Cryptic Variation in Adaptive Phenotypes Revealed by Panspecific flc Mutants

The study of mutants is one of the best tools for understanding the genetic basis of phenotypes that contribute to adaptation. Oddly, mutant analyses are almost always restricted to single genetic backgrounds and findings therefore can not be easily generalized. A case in point is the key regulator of flowering, FLOWERING LOCUS C ( FLC ), which has been inferred to explain much of the flowering time variation in Arabidopsis thaliana , yet mutants have been examined in very few backgrounds. We have previously established a set of panspecific flc mutants in 62 accessions of A. thaliana (Ruffley et al. 2024). Here, we investigate how genetic background modulates mutant effects on flowering and vegetative traits, as well as on physiology and transcriptomes.
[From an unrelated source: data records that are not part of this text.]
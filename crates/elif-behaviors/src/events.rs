//! Lifecycle events and listener dispatch
//!
//! Listeners receive every event and ignore the ones they do not care about,
//! the same way model observers do. Dispatch is sequential in registration
//! order and stops at the first error.

use async_trait::async_trait;
use std::fmt;
use std::sync::Arc;
use tracing::trace;

use crate::entity::{ChangeSet, Entity};
use crate::error::BehaviorResult;
use crate::metadata::ClassMetadata;
use crate::unit_of_work::{EntityHandle, UnitOfWork};

/// Events dispatched by the entity manager
#[derive(Debug, Clone, Copy, PartialEq, Eq, Hash)]
pub enum Events {
    LoadClassMetadata,
    PrePersist,
    PostPersist,
    PreUpdate,
    PostUpdate,
    PreRemove,
    PostRemove,
    OnFlush,
}

impl fmt::Display for Events {
    fn fmt(&self, f: &mut fmt::Formatter<'_>) -> fmt::Result {
        let name = match self {
            Events::LoadClassMetadata => "load_class_metadata",
            Events::PrePersist => "pre_persist",
            Events::PostPersist => "post_persist",
            Events::PreUpdate => "pre_update",
            Events::PostUpdate => "post_update",
            Events::PreRemove => "pre_remove",
            Events::PostRemove => "post_remove",
            Events::OnFlush => "on_flush",
        };
        write!(f, "{}", name)
    }
}

/// Arguments of `load_class_metadata`
pub struct LoadClassMetadataEventArgs<'a> {
    class_metadata: &'a mut ClassMetadata,
}

impl<'a> LoadClassMetadataEventArgs<'a> {
    pub fn new(class_metadata: &'a mut ClassMetadata) -> Self {
        Self { class_metadata }
    }

    pub fn class_metadata(&self) -> &ClassMetadata {
        self.class_metadata
    }

    pub fn class_metadata_mut(&mut self) -> &mut ClassMetadata {
        self.class_metadata
    }
}

/// Arguments of the per-entity lifecycle events
pub struct LifecycleEventArgs<'a> {
    handle: EntityHandle,
    unit_of_work: &'a mut UnitOfWork,
}

impl<'a> LifecycleEventArgs<'a> {
    pub fn new(handle: EntityHandle, unit_of_work: &'a mut UnitOfWork) -> Self {
        Self {
            handle,
            unit_of_work,
        }
    }

    pub fn handle(&self) -> EntityHandle {
        self.handle
    }

    pub fn entity(&self) -> BehaviorResult<&dyn Entity> {
        self.unit_of_work.entity(self.handle)
    }

    pub fn entity_mut(&mut self) -> BehaviorResult<&mut dyn Entity> {
        self.unit_of_work.entity_mut(self.handle)
    }

    pub fn class_metadata(&self) -> BehaviorResult<Arc<ClassMetadata>> {
        self.unit_of_work.metadata(self.handle)
    }

    /// Pending change set of the entity
    pub fn entity_change_set(&self) -> ChangeSet {
        self.unit_of_work.entity_change_set(self.handle)
    }

    pub fn unit_of_work(&self) -> &UnitOfWork {
        self.unit_of_work
    }

    pub fn unit_of_work_mut(&mut self) -> &mut UnitOfWork {
        self.unit_of_work
    }
}

/// Arguments of `on_flush`
pub struct OnFlushEventArgs<'a> {
    unit_of_work: &'a mut UnitOfWork,
}

impl<'a> OnFlushEventArgs<'a> {
    pub fn new(unit_of_work: &'a mut UnitOfWork) -> Self {
        Self { unit_of_work }
    }

    pub fn unit_of_work(&self) -> &UnitOfWork {
        self.unit_of_work
    }

    pub fn unit_of_work_mut(&mut self) -> &mut UnitOfWork {
        self.unit_of_work
    }
}

#[async_trait]
pub trait EventListener: Send + Sync {
    /// Name used in diagnostics
    fn name(&self) -> &'static str {
        std::any::type_name::<Self>()
    }

    async fn load_class_metadata(
        &self,
        _args: &mut LoadClassMetadataEventArgs<'_>,
    ) -> BehaviorResult<()> {
        Ok(())
    }

    async fn pre_persist(&self, _args: &mut LifecycleEventArgs<'_>) -> BehaviorResult<()> {
        Ok(())
    }

    async fn post_persist(&self, _args: &mut LifecycleEventArgs<'_>) -> BehaviorResult<()> {
        Ok(())
    }

    async fn pre_update(&self, _args: &mut LifecycleEventArgs<'_>) -> BehaviorResult<()> {
        Ok(())
    }

    async fn post_update(&self, _args: &mut LifecycleEventArgs<'_>) -> BehaviorResult<()> {
        Ok(())
    }

    async fn pre_remove(&self, _args: &mut LifecycleEventArgs<'_>) -> BehaviorResult<()> {
        Ok(())
    }

    async fn post_remove(&self, _args: &mut LifecycleEventArgs<'_>) -> BehaviorResult<()> {
        Ok(())
    }

    async fn on_flush(&self, _args: &mut OnFlushEventArgs<'_>) -> BehaviorResult<()> {
        Ok(())
    }
}

/// Ordered set of listeners
#[derive(Clone, Default)]
pub struct EventManager {
    listeners: Vec<Arc<dyn EventListener>>,
}

impl EventManager {
    pub fn new() -> Self {
        Self::default()
    }

    pub fn add_listener(&mut self, listener: Arc<dyn EventListener>) {
        self.listeners.push(listener);
    }

    pub fn with_listener(mut self, listener: Arc<dyn EventListener>) -> Self {
        self.add_listener(listener);
        self
    }

    pub fn listener_count(&self) -> usize {
        self.listeners.len()
    }

    pub fn has_listeners(&self) -> bool {
        !self.listeners.is_empty()
    }

    pub async fn dispatch_load_class_metadata(
        &self,
        class_metadata: &mut ClassMetadata,
    ) -> BehaviorResult<()> {
        for listener in &self.listeners {
            trace!("{} -> {}", Events::LoadClassMetadata, listener.name());
            let mut args = LoadClassMetadataEventArgs::new(class_metadata);
            listener.load_class_metadata(&mut args).await?;
        }
        Ok(())
    }

    /// Dispatch a per-entity lifecycle event
    pub async fn dispatch_lifecycle(
        &self,
        event: Events,
        handle: EntityHandle,
        unit_of_work: &mut UnitOfWork,
    ) -> BehaviorResult<()> {
        for listener in &self.listeners {
            trace!("{} {} -> {}", event, handle, listener.name());
            let mut args = LifecycleEventArgs::new(handle, unit_of_work);
            match event {
                Events::PrePersist => listener.pre_persist(&mut args).await?,
                Events::PostPersist => listener.post_persist(&mut args).await?,
                Events::PreUpdate => listener.pre_update(&mut args).await?,
                Events::PostUpdate => listener.post_update(&mut args).await?,
                Events::PreRemove => listener.pre_remove(&mut args).await?,
                Events::PostRemove => listener.post_remove(&mut args).await?,
                Events::LoadClassMetadata | Events::OnFlush => {}
            }
        }
        Ok(())
    }

    pub async fn dispatch_on_flush(&self, unit_of_work: &mut UnitOfWork) -> BehaviorResult<()> {
        for listener in &self.listeners {
            trace!("{} -> {}", Events::OnFlush, listener.name());
            let mut args = OnFlushEventArgs::new(unit_of_work);
            listener.on_flush(&mut args).await?;
        }
        Ok(())
    }
}

impl fmt::Debug for EventManager {
    fn fmt(&self, f: &mut fmt::Formatter<'_>) -> fmt::Result {
        let names: Vec<&str> = self.listeners.iter().map(|l| l.name()).collect();
        f.debug_struct("EventManager").field("listeners", &names).finish()
    }
}

#[cfg(test)]
mod tests {
    use super::*;
    use crate::error::BehaviorError;
    use crate::metadata::{Capabilities, FieldMapping, FieldType};
    use std::sync::Mutex;

    #[derive(Clone, Default)]
    struct EventTracker {
        events: Arc<Mutex<Vec<String>>>,
    }

    impl EventTracker {
        fn track(&self, event: String) {
            self.events.lock().unwrap().push(event);
        }

        fn get_events(&self) -> Vec<String> {
            self.events.lock().unwrap().clone()
        }
    }

    struct TrackingListener {
        label: &'static str,
        tracker: EventTracker,
    }

    #[async_trait]
    impl EventListener for TrackingListener {
        async fn load_class_metadata(
            &self,
            args: &mut LoadClassMetadataEventArgs<'_>,
        ) -> BehaviorResult<()> {
            self.tracker
                .track(format!("{}: load {}", self.label, args.class_metadata().name()));
            args.class_metadata_mut()
                .map_field(FieldMapping::new(self.label, FieldType::String));
            Ok(())
        }

        async fn on_flush(&self, _args: &mut OnFlushEventArgs<'_>) -> BehaviorResult<()> {
            self.tracker.track(format!("{}: flush", self.label));
            Ok(())
        }
    }

    struct FailingListener;

    #[async_trait]
    impl EventListener for FailingListener {
        async fn on_flush(&self, _args: &mut OnFlushEventArgs<'_>) -> BehaviorResult<()> {
            Err(BehaviorError::listener("flush refused"))
        }
    }

    #[test]
    fn test_event_names() {
        assert_eq!(Events::OnFlush.to_string(), "on_flush");
        assert_eq!(Events::LoadClassMetadata.to_string(), "load_class_metadata");
    }

    #[tokio::test]
    async fn test_listeners_run_in_registration_order() {
        let tracker = EventTracker::default();
        let manager = EventManager::new()
            .with_listener(Arc::new(TrackingListener {
                label: "first",
                tracker: tracker.clone(),
            }))
            .with_listener(Arc::new(TrackingListener {
                label: "second",
                tracker: tracker.clone(),
            }));

        let mut metadata =
            ClassMetadata::new("Post", "posts").with_capabilities(Capabilities::none());
        manager
            .dispatch_load_class_metadata(&mut metadata)
            .await
            .unwrap();

        let mut uow = UnitOfWork::new();
        manager.dispatch_on_flush(&mut uow).await.unwrap();

        assert_eq!(
            tracker.get_events(),
            vec!["first: load Post", "second: load Post", "first: flush", "second: flush"]
        );
        assert!(metadata.has_field("first"));
        assert!(metadata.has_field("second"));
    }

    #[tokio::test]
    async fn test_dispatch_stops_at_first_error() {
        let tracker = EventTracker::default();
        let manager = EventManager::new()
            .with_listener(Arc::new(FailingListener))
            .with_listener(Arc::new(TrackingListener {
                label: "after",
                tracker: tracker.clone(),
            }));

        let mut uow = UnitOfWork::new();
        let result = manager.dispatch_on_flush(&mut uow).await;

        assert!(result.is_err());
        assert!(tracker.get_events().is_empty());
        assert_eq!(manager.listener_count(), 2);
    }
}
Time to onset of flowering in the genome-edited flc lines was reduced by up to 83%, but considerable variation remained. Genetic mapping showed that extremely early flowering in the absence of FLC was mostly explained by natural variation at the known FLC target FT , with additional contribution from loci colocalizing with FLC . Prognostic sequence analyses of accessions did not suggest that extremely-early combinations of engineered flc and natural FT alleles would be deleterious, yet extremely early flowering accessions are not represented in the commonly used collections of A. thaliana accessions. To test whether this discrepancy could be due to sampling bias, we undertook a focused collection effort of wild populations in Southern Italy, which confirmed that extremely early flowering accessions exist in natural populations. Apart from its specific role in flowering time regulation, FLC has pleiotropic effects on other ecophysiological traits such as growth, and these were also dependent on the genetic background, which was further supported by transcriptomic comparisons. Together we conclude that the various roles of FLC have greatly diversified in different genetic backgrounds. Our study provides a proof-of-concept on how analysis of panspecific mutants can reveal the true extent of genetic networks in which a focal gene participates in.